Evan Hubbard   Evan Hubbard currently works as a graduate student in the Julian Lab at UC Riverside, using DIA data and gas-phase radical chemistry to find new ways of detecting amino acid isomers.

Finding and Quantifying Amino Acid Isomers in Data-independent Acquisition Data to Achieve Isomer Proteomics

Some amino acids are capable of undergoing spontaneous chemical modifications to become a structural or enantiomeric isomer of the canonical residue. Confined to an individual amino acid and massless, these modifications are notoriously difficult to detect despite potentially affecting protein structure or inhibiting enzymatic digestion.
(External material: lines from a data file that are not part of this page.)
//! Purpose-built `multipart/form-data` parser.
//!
//! This is deliberately not a general MIME reader: the inbound contract is
//! one document per request, so only the first file-bearing part matters and
//! multiple file fields are not distinguished. The parser works on raw bytes
//! because document payloads are not UTF-8; only part headers are decoded as
//! text. It sits behind a single function so a streaming multipart reader
//! could replace it without touching callers.

/// First file-bearing part extracted from a multipart body.
#[derive(Debug, Clone, PartialEq, Eq)]
pub struct FilePart {
    /// Raw bytes of the part body, trailing CRLF trimmed.
    pub bytes: Vec<u8>,
    /// Part-level `Content-Type` header, when one was declared.
    pub content_type: Option<String>,
    /// Filename from the `Content-Disposition` header.
    pub filename: String,
}

/// Extract the first file-bearing part from a multipart body.
///
/// `content_type_header` is the request's full `Content-Type` value; the
/// boundary token is read from it (surrounding quotes stripped). Returns
/// `None` when the boundary is absent or no part carries a
/// `Content-Disposition` header with a `filename=` attribute — plain form
/// fields never qualify.
pub fn extract(body: &[u8], content_type_header: &str) -> Option<FilePart> {
    let boundary = boundary_token(content_type_header)?;
    let delimiter = format!("--{boundary}");

    for segment in split_on(body, delimiter.as_bytes()) {
        let segment = trim_segment(segment);
        if segment.is_empty() {
            continue;
        }
        // Segments without a header/body separator (the preamble, the
        // epilogue) are skipped, not fatal.
        let Some((headers, part_body)) = split_headers(segment) else {
            continue;
        };
        let headers = String::from_utf8_lossy(headers);

        let Some(disposition) = header_value(&headers, "content-disposition") else {
            continue;
        };
        let Some(filename) = attribute_value(disposition, "filename") else {
            continue;
        };

        return Some(FilePart {
            // Only the trailing CRLF belongs to the framing; leading CR/LF
            // bytes are payload.
            bytes: trim_crlf_end(part_body).to_vec(),
            content_type: header_value(&headers, "content-type").map(|v| v.trim().to_string()),
            filename,
        });
    }

    None
}

/// Read the boundary token from a `Content-Type` header value.
///
/// MIME parameter names are case-insensitive, so `Boundary=` counts too.
fn boundary_token(header: &str) -> Option<String> {
    let marker = "boundary=";
    let pos = header.to_ascii_lowercase().find(marker)?;
    let rest = &header[pos + marker.len()..];
    let token = rest.split(';').next().unwrap_or(rest).trim();
    let token = token.trim_matches('"');
    if token.is_empty() {
        None
    } else {
        Some(token.to_string())
    }
}

/// Split a byte slice on every occurrence of `needle`.
fn split_on<'a>(haystack: &'a [u8], needle: &[u8]) -> Vec<&'a [u8]> {
    let mut segments = Vec::new();
    let mut start = 0;
    while let Some(pos) = find(&haystack[start..], needle) {
        segments.push(&haystack[start..start + pos]);
        start += pos + needle.len();
    }
    segments.push(&haystack[start..]);
    segments
}

fn find(haystack: &[u8], needle: &[u8]) -> Option<usize> {
    if needle.is_empty() || haystack.len() < needle.len() {
        return None;
    }
    haystack
        .windows(needle.len())
        .position(|window| window == needle)
}

/// Trim leading/trailing CRLF and the terminal `--` marker from a segment.
fn trim_segment(segment: &[u8]) -> &[u8] {
    let segment = trim_crlf(segment);
    segment.strip_suffix(b"--").map_or(segment, trim_crlf)
}

fn trim_crlf(mut bytes: &[u8]) -> &[u8] {
    while bytes.first().is_some_and(|b| *b == b'\r' || *b == b'\n') {
        bytes = &bytes[1..];
    }
    trim_crlf_end(bytes)
}

fn trim_crlf_end(mut bytes: &[u8]) -> &[u8] {
    while bytes.last().is_some_and(|b| *b == b'\r' || *b == b'\n') {
        bytes = &bytes[..bytes.len() - 1];
    }
    bytes
}

/// Split a segment into its header block and body at the blank-line marker.
fn split_headers(segment: &[u8]) -> Option<(&[u8], &[u8])> {
    let pos = find(segment, b"\r\n\r\n")?;
    Some((&segment[..pos], &segment[pos + 4..]))
}

/// Look up a part header value by case-insensitive name.
fn header_value<'a>(headers: &'a str, name: &str) -> Option<&'a str> {
    headers.lines().find_map(|line| {
        let (key, value) = line.split_once(':')?;
        if key.trim().eq_ignore_ascii_case(name) {
            Some(value.trim())
        } else {
            None
        }
    })
}

/// Read a `name=value` attribute from a header value, quoted or bare.
fn attribute_value(header: &str, name: &str) -> Option<String> {
    let marker = format!("{name}=");
    let (_, rest) = header.split_once(&marker)?;
    let value = if let Some(stripped) = rest.strip_prefix('"') {
        stripped.split('"').next().unwrap_or("")
    } else {
        rest.split(';').next().unwrap_or(rest).trim()
    };
    Some(value.to_string())
}

#[cfg(test)]
mod tests {
    use super::*;

    fn multipart_body(boundary: &str, parts: &[(&str, &[u8])]) -> Vec<u8> {
        let mut body = Vec::new();
        for (headers, payload) in parts {
            body.extend_from_slice(format!("--{boundary}\r\n{headers}\r\n\r\n").as_bytes());
            body.extend_from_slice(payload);
            body.extend_from_slice(b"\r\n");
        }
        body.extend_from_slice(format!("--{boundary}--\r\n").as_bytes());
        body
    }

    #[test]
    fn extracts_first_file_part() {
        let payload = b"%PDF-1.4 fake bill";
        let body = multipart_body(
            "xyzBoundary",
            &[(
                "Content-Disposition: form-data; name=\"file\"; filename=\"bill.pdf\"\r\nContent-Type: application/pdf",
                payload,
            )],
        );

        let part = extract(&body, "multipart/form-data; boundary=xyzBoundary")
            .expect("file part present");
        assert_eq!(part.bytes, payload);
        assert_eq!(part.filename, "bill.pdf");
        assert_eq!(part.content_type.as_deref(), Some("application/pdf"));
    }

    #[test]
    fn skips_plain_form_fields() {
        let body = multipart_body(
            "b1",
            &[
                ("Content-Disposition: form-data; name=\"lang\"", b"es"),
                (
                    "Content-Disposition: form-data; name=\"doc\"; filename=\"scan.png\"",
                    b"\x89PNGdata",
                ),
            ],
        );

        let part = extract(&body, "multipart/form-data; boundary=b1").expect("file part present");
        assert_eq!(part.filename, "scan.png");
        assert_eq!(part.bytes, b"\x89PNGdata");
        assert!(part.content_type.is_none());
    }

    #[test]
    fn no_filename_means_not_found() {
        let body = multipart_body(
            "b2",
            &[("Content-Disposition: form-data; name=\"comment\"", b"hello")],
        );
        assert!(extract(&body, "multipart/form-data; boundary=b2").is_none());
    }

    #[test]
    fn missing_boundary_means_not_found() {
        assert!(extract(b"anything", "multipart/form-data").is_none());
        assert!(extract(b"anything", "multipart/form-data; boundary=").is_none());
    }

    #[test]
    fn quoted_boundary_and_bare_filename_are_accepted() {
        let body = multipart_body(
            "quoted",
            &[(
                "Content-Disposition: form-data; name=\"f\"; filename=photo.jpg",
                b"\xFF\xD8\xFFjpeg",
            )],
        );

        let part = extract(&body, "multipart/form-data; boundary=\"quoted\"")
            .expect("file part present");
        assert_eq!(part.filename, "photo.jpg");
        assert_eq!(part.bytes, b"\xFF\xD8\xFFjpeg");
    }

    #[test]
    fn binary_payload_with_crlf_bytes_survives() {
        let payload = b"line1\r\nline2\x00\x01\x02";
        let body = multipart_body(
            "bin",
            &[(
                "Content-Disposition: form-data; name=\"f\"; filename=\"raw.bin\"",
                payload,
            )],
        );
        let part = extract(&body, "multipart/form-data; boundary=bin").expect("file part present");
        assert_eq!(part.bytes, payload);

        // Leading CR/LF bytes belong to the payload, not the framing.
        let payload = b"\r\npayload-starting-with-crlf";
        let body = multipart_body(
            "bin",
            &[(
                "Content-Disposition: form-data; name=\"f\"; filename=\"raw.bin\"",
                payload,
            )],
        );
        let part = extract(&body, "multipart/form-data; boundary=bin").expect("file part present");
        assert_eq!(part.bytes, payload);
    }

    #[test]
    fn preamble_before_first_boundary_is_ignored() {
        let mut body = b"This preamble has no header separator and must be skipped".to_vec();
        body.extend_from_slice(&multipart_body(
            "pre",
            &[(
                "Content-Disposition: form-data; name=\"f\"; filename=\"a.pdf\"",
                b"%PDF-1.4 data",
            )],
        ));

        let part = extract(&body, "multipart/form-data; boundary=pre").expect("file part present");
        assert_eq!(part.filename, "a.pdf");
        assert_eq!(part.bytes, b"%PDF-1.4 data");
    }

    #[test]
    fn boundary_parameter_is_case_insensitive() {
        let body = multipart_body(
            "caps",
            &[(
                "Content-Disposition: form-data; name=\"f\"; filename=\"a.pdf\"",
                b"%PDF-1.4 data",
            )],
        );

        let part = extract(&body, "multipart/form-data; Boundary=caps").expect("file part present");
        assert_eq!(part.filename, "a.pdf");
    }
}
Recently, we have shown that data-independent acquisition (DIA) is capable of detecting these modifications through retention time shifts of peptides containing these isomers. Such shifts produce multiple peaks in the chromatogram of a single peptide. Read More
In DIA data from AD and control brains, a semi-automated isomer search was able to find instances of chromatograms containing multiple peptide peaks. This facilitated whole-proteome isomer detection. For discovered isomers, quantification occurred through a process of manual adjustment of integration windows for individual isomer peaks. Using this method, aspartic acid isomerization within the tau peptide TDHGAEIVYK was found to be substantially increased in diseased brains. This pathological isomerization, along with proteomic analysis of autophagy markers, has significant implications for an autophagic flux theory of Alzheimer’s disease.